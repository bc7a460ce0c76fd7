// SPDX-FileCopyrightText: 2025-2026 Carlson Büth <code@cbueth.de>
//
// SPDX-License-Identifier: MIT OR Apache-2.0

use approx::assert_abs_diff_eq;
use ndarray::{Array1, array};
use rstest::*;

use ulam_measure::BinningError;
use ulam_measure::estimators::{Encoding, ProbabilitiesEstimator};
use ulam_measure::estimators::approaches::binning::{
    FixedRectangularBinning, RectangularBinning, ValueBinning,
};
use ulam_measure::estimators::partition::Partition;

use crate::test_helpers::{generate_gaussian_data, generate_uniform_nd_data};

#[test]
fn precise_fixed_grid_keeps_the_upper_edge() {
    let x = array![0.0, 0.1, 0.2, 0.9, 1.0];
    let spec = FixedRectangularBinning::from_range(0.0, 1.0, 2, 1).unwrap();
    let (probs, outcomes) = ValueBinning::new(spec)
        .probabilities_and_outcomes(&x)
        .unwrap();
    assert_eq!(probs.len(), 2);
    assert_abs_diff_eq!(probs[0], 0.6, epsilon = 1e-12);
    assert_abs_diff_eq!(probs[1], 0.4, epsilon = 1e-12);
    assert_eq!(outcomes, vec![array![0.0], array![0.5]]);
}

#[test]
fn fast_fixed_grid_skips_the_upper_edge() {
    let x = array![0.0, 0.1, 0.2, 0.9, 1.0];
    let spec = Partition::fixed(0.0, 1.0, 2, 1, false).unwrap();
    let probs = Partition::value_binning(spec).probabilities(&x).unwrap();
    assert_abs_diff_eq!(probs[0], 0.75, epsilon = 1e-12);
    assert_abs_diff_eq!(probs[1], 0.25, epsilon = 1e-12);
}

#[test]
fn dense_probabilities_cover_every_bin() {
    let x = array![[0.1, 0.1], [0.2, 0.3], [0.9, 0.9]];
    let est = ValueBinning::new(FixedRectangularBinning::from_range(0.0, 1.0, 2, 2).unwrap());
    let dense = est.all_probabilities(&x).unwrap();
    assert_eq!(dense.len(), 4);
    let expected = array![2.0 / 3.0, 0.0, 0.0, 1.0 / 3.0];
    for (a, b) in dense.iter().zip(expected.iter()) {
        assert_abs_diff_eq!(*a, *b, epsilon = 1e-12);
    }
    assert_eq!(est.missing_outcomes(&x).unwrap(), 2);
    assert_eq!(est.total_outcomes(&x).unwrap(), 4);
}

#[rstest]
#[case(1, 8)]
#[case(2, 4)]
#[case(3, 3)]
fn probabilities_are_normalised_and_ordered(#[case] dims: usize, #[case] count: usize) {
    let data = generate_gaussian_data(500, dims, 0.0, 1.0, 17);
    let est = Partition::value_binning(Partition::rectangular(count, true));
    let (probs, outcomes) = est.probabilities_and_outcomes(&data).unwrap();

    assert_abs_diff_eq!(probs.iter().sum::<f64>(), 1.0, epsilon = 1e-12);
    assert!(probs.iter().all(|&p| p > 0.0));
    assert_eq!(probs.len(), outcomes.len());

    // Outcomes follow ascending bin id.
    let enc = est.encoder(&data).unwrap();
    let ids: Vec<i64> = outcomes.iter().map(|o| enc.encode(o.view())).collect();
    assert!(ids.windows(2).all(|w| w[0] < w[1]));

    // Dense and sparse views agree.
    let dense = est.all_probabilities(&data).unwrap();
    for (p, id) in probs.iter().zip(ids.iter()) {
        assert_abs_diff_eq!(dense[(*id - 1) as usize], *p, epsilon = 1e-12);
    }
    assert_eq!(
        est.missing_outcomes(&data).unwrap(),
        enc.total_outcomes() - probs.len()
    );
}

#[test]
fn one_dimensional_input_is_a_column() {
    let x: Array1<f64> = array![0.05, 0.3, 0.35, 0.8];
    let column = x.clone().insert_axis(ndarray::Axis(1));
    let est = ValueBinning::new(RectangularBinning::with_count(4));
    assert_eq!(est.probabilities(&x).unwrap(), est.probabilities(&column).unwrap());
}

#[test]
fn outcome_space_matches_total() {
    let data = generate_uniform_nd_data(50, 2, 9);
    let est = ValueBinning::new(RectangularBinning::with_counts(vec![3, 2]));
    let space = est.outcome_space(&data).unwrap();
    assert_eq!(space.len(), 6);
    assert_eq!(space.len(), est.total_outcomes(&data).unwrap());
}

#[test]
fn everything_outside_a_fixed_grid_is_an_error() {
    let x = array![[5.0, 5.0], [6.0, -1.0]];
    let est = ValueBinning::new(FixedRectangularBinning::from_range(0.0, 1.0, 4, 2).unwrap());
    assert_eq!(
        est.probabilities(&x).unwrap_err(),
        BinningError::NoVisitedBins { n: 2 }
    );
}

#[test]
fn fixed_grid_dimension_is_enforced() {
    let x = array![[0.1, 0.2, 0.3]];
    let est = ValueBinning::new(FixedRectangularBinning::from_range(0.0, 1.0, 4, 2).unwrap());
    assert_eq!(
        est.probabilities(&x).unwrap_err(),
        BinningError::DimensionMismatch { expected: 2, got: 3 }
    );
}

#[test]
fn empty_input_is_rejected() {
    let x = ndarray::Array2::<f64>::zeros((0, 2));
    let est = ValueBinning::new(FixedRectangularBinning::from_range(0.0, 1.0, 4, 2).unwrap());
    assert_eq!(est.probabilities(&x).unwrap_err(), BinningError::EmptyData);
}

- - -

• _ABOUT THIS TASK_: Every record above needs to be repeated word for word.

• _WRITTEN ANSWER_:
repository bc7a460ce0c76fd7
// SPDX-FileCopyrightText: 2025-2026 Carlson Büth <code@cbueth.de>
//
// SPDX-License-Identifier: MIT OR Apache-2.0

use approx::assert_abs_diff_eq;
use ndarray::{Array1, array};
use rstest::*;

use ulam_measure::BinningError;
use ulam_measure::estimators::{Encoding, ProbabilitiesEstimator};
use ulam_measure::estimators::approaches::binning::{
    FixedRectangularBinning, RectangularBinning, ValueBinning,
};
use ulam_measure::estimators::partition::Partition;

use crate::test_helpers::{generate_gaussian_data, generate_uniform_nd_data};

#[test]
fn precise_fixed_grid_keeps_the_upper_edge() {
    let x = array![0.0, 0.1, 0.2, 0.9, 1.0];
    let spec = FixedRectangularBinning::from_range(0.0, 1.0, 2, 1).unwrap();
    let (probs, outcomes) = ValueBinning::new(spec)
        .probabilities_and_outcomes(&x)
        .unwrap();
    assert_eq!(probs.len(), 2);
    assert_abs_diff_eq!(probs[0], 0.6, epsilon = 1e-12);
    assert_abs_diff_eq!(probs[1], 0.4, epsilon = 1e-12);
    assert_eq!(outcomes, vec![array![0.0], array![0.5]]);
}

#[test]
fn fast_fixed_grid_skips_the_upper_edge() {
    let x = array![0.0, 0.1, 0.2, 0.9, 1.0];
    let spec = Partition::fixed(0.0, 1.0, 2, 1, false).unwrap();
    let probs = Partition::value_binning(spec).probabilities(&x).unwrap();
    assert_abs_diff_eq!(probs[0], 0.75, epsilon = 1e-12);
    assert_abs_diff_eq!(probs[1], 0.25, epsilon = 1e-12);
}

#[test]
fn dense_probabilities_cover_every_bin() {
    let x = array![[0.1, 0.1], [0.2, 0.3], [0.9, 0.9]];
    let est = ValueBinning::new(FixedRectangularBinning::from_range(0.0, 1.0, 2, 2).unwrap());
    let dense = est.all_probabilities(&x).unwrap();
    assert_eq!(dense.len(), 4);
    let expected = array![2.0 / 3.0, 0.0, 0.0, 1.0 / 3.0];
    for (a, b) in dense.iter().zip(expected.iter()) {
        assert_abs_diff_eq!(*a, *b, epsilon = 1e-12);
    }
    assert_eq!(est.missing_outcomes(&x).unwrap(), 2);
    assert_eq!(est.total_outcomes(&x).unwrap(), 4);
}

#[rstest]
#[case(1, 8)]
#[case(2, 4)]
#[case(3, 3)]
fn probabilities_are_normalised_and_ordered(#[case] dims: usize, #[case] count: usize) {
    let data = generate_gaussian_data(500, dims, 0.0, 1.0, 17);
    let est = Partition::value_binning(Partition::rectangular(count, true));
    let (probs, outcomes) = est.probabilities_and_outcomes(&data).unwrap();

    assert_abs_diff_eq!(probs.iter().sum::<f64>(), 1.0, epsilon = 1e-12);
    assert!(probs.iter().all(|&p| p > 0.0));
    assert_eq!(probs.len(), outcomes.len());

    // Outcomes follow ascending bin id.
    let enc = est.encoder(&data).unwrap();
    let ids: Vec<i64> = outcomes.iter().map(|o| enc.encode(o.view())).collect();
    assert!(ids.windows(2).all(|w| w[0] < w[1]));

    // Dense and sparse views agree.
    let dense = est.all_probabilities(&data).unwrap();
    for (p, id) in probs.iter().zip(ids.iter()) {
        assert_abs_diff_eq!(dense[(*id - 1) as usize], *p, epsilon = 1e-12);
    }
    assert_eq!(
        est.missing_outcomes(&data).unwrap(),
        enc.total_outcomes() - probs.len()
    );
}

#[test]
fn one_dimensional_input_is_a_column() {
    let x: Array1<f64> = array![0.05, 0.3, 0.35, 0.8];
    let column = x.clone().insert_axis(ndarray::Axis(1));
    let est = ValueBinning::new(RectangularBinning::with_count(4));
    assert_eq!(est.probabilities(&x).unwrap(), est.probabilities(&column).unwrap());
}

#[test]
fn outcome_space_matches_total() {
    let data = generate_uniform_nd_data(50, 2, 9);
    let est = ValueBinning::new(RectangularBinning::with_counts(vec![3, 2]));
    let space = est.outcome_space(&data).unwrap();
    assert_eq!(space.len(), 6);
    assert_eq!(space.len(), est.total_outcomes(&data).unwrap());
}

#[test]
fn everything_outside_a_fixed_grid_is_an_error() {
    let x = array![[5.0, 5.0], [6.0, -1.0]];
    let est = ValueBinning::new(FixedRectangularBinning::from_range(0.0, 1.0, 4, 2).unwrap());
    assert_eq!(
        est.probabilities(&x).unwrap_err(),
        BinningError::NoVisitedBins { n: 2 }
    );
}

#[test]
fn fixed_grid_dimension_is_enforced() {
    let x = array![[0.1, 0.2, 0.3]];
    let est = ValueBinning::new(FixedRectangularBinning::from_range(0.0, 1.0, 4, 2).unwrap());
    assert_eq!(
        est.probabilities(&x).unwrap_err(),
        BinningError::DimensionMismatch { expected: 2, got: 3 }
    );
}

#[test]
fn empty_input_is_rejected() {
    let x = ndarray::Array2::<f64>::zeros((0, 2));
    let est = ValueBinning::new(FixedRectangularBinning::from_range(0.0, 1.0, 4, 2).unwrap());
    assert_eq!(est.probabilities(&x).unwrap_err(), BinningError::EmptyData);
}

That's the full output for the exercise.